Once, when I was about 9 or 10, my stepdad convinced me to come to the driving range, and the only way he could get me to agree was to let me stand out in the field and catch his 9-irons with a baseball glove. Now, if you've ever been to a driving range before, this may sound strange to you, because you are probably used to many people hitting at once. If you saw a child standing 120 yards away shagging flies with a glove, you would probably alert CPS. But at Whiteface Golf Club in Lake Placid, frequently there would be only one golfer there, so my stepdad's system was to bring one of those red shag bags with an aluminum tube, hit the balls, then go collect them one by one and repeat. So when I went to catch flies for the first and only time, there was only one person hitting at me.
As it turned out, one was enough. What I remember from that morning is that a golf ball hit with a 9-iron is much harder to judge in the air than a baseball, and I was way off on the first few chances.
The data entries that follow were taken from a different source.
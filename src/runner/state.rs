/// Site-run state definitions
///
/// A site-run moves through these states exactly once, in order.
use std::fmt;

/// Represents the current state of one site-run
#[derive(Debug, Clone, Copy, PartialEq, Eq, Hash)]
pub enum RunState {
    /// Nothing has started yet
    Idle,

    /// The browser session is being launched
    BrowserStarting,

    /// Pages are being opened and audited
    PageLoop,

    /// Pages and the browser session are being closed
    BrowserClosing,

    // ===== Terminal States =====
    /// Every URL was attempted and the session was closed
    Done,

    /// The browser could not be launched, or the session broke mid-run
    Failed,
}

impl RunState {
    /// Returns true if this is a terminal state
    pub fn is_terminal(&self) -> bool {
        matches!(self, Self::Done | Self::Failed)
    }

    /// Returns true if the run can move from this state to `next`
    ///
    /// A failure inside the page loop still passes through `BrowserClosing`
    /// so the session is released before the run ends as `Failed`.
    pub fn can_transition_to(&self, next: RunState) -> bool {
        matches!(
            (self, next),
            (Self::Idle, Self::BrowserStarting)
                | (Self::BrowserStarting, Self::PageLoop)
                | (Self::BrowserStarting, Self::Failed)
                | (Self::PageLoop, Self::BrowserClosing)
                | (Self::PageLoop, Self::Failed)
                | (Self::BrowserClosing, Self::Done)
                | (Self::BrowserClosing, Self::Failed)
        )
    }

    /// Returns a short lowercase name for logs
    pub fn as_str(&self) -> &'static str {
        match self {
            Self::Idle => "idle",
            Self::BrowserStarting => "browser_starting",
            Self::PageLoop => "page_loop",
            Self::BrowserClosing => "browser_closing",
            Self::Done => "done",
            Self::Failed => "failed",
        }
    }
}

impl fmt::Display for RunState {
    fn fmt(&self, f: &mut fmt::Formatter<'_>) -> fmt::Result {
        f.write_str(self.as_str())
    }
}
//! Audit module: accessibility findings and the engine that produces them
//!
//! This module contains:
//! - The issue and page result types returned by the audit engine
//! - The summary that deduplicates issues across pages
//! - The browser and engine traits the run orchestrator drives
//! - A pa11y backend hosted in a resident Node.js bridge process

mod engine;
mod pa11y;
mod summary;
mod types;

pub use engine::{AuditEngine, AuditOptions, Browser};
pub use pa11y::{Pa11yBrowser, Pa11yEngine, Pa11yPage};
pub use summary::SummaryResult;
pub use types::{Issue, IssueKey, IssueType, PageResult};

use thiserror::Error;

/// Errors raised by the audit engine and its browser session
#[derive(Debug, Error)]
pub enum AuditError {
    #[error("Failed to launch browser: {0}")]
    Launch(String),

    #[error("Browser page error: {0}")]
    Page(String),

    #[error("Audit failed for {url}: {message}")]
    PageAudit { url: String, message: String },

    #[error("Audit bridge error: {0}")]
    Bridge(String),

    #[error("IO error: {0}")]
    Io(#[from] std::io::Error),

    #[error("JSON error: {0}")]
    Json(#[from] serde_json::Error),
}

/// Result type for audit operations
pub type AuditResult<T> = Result<T, AuditError>;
The other thing I remember is that my glove had criss-cross webbing in the pocket, with four holes in the corners that were small enough to ensure a baseball couldn't go through, but perfectly sized for a golf ball. My contention is that when I finally settled under one of my stepdad's shots, the ball flew through one of those holes directly into my forehead. It may be that I missed it entirely—I can't prove anything. What I do know is that the ball hit me directly on the forehead, and in a split second I was on the ground covered in blood.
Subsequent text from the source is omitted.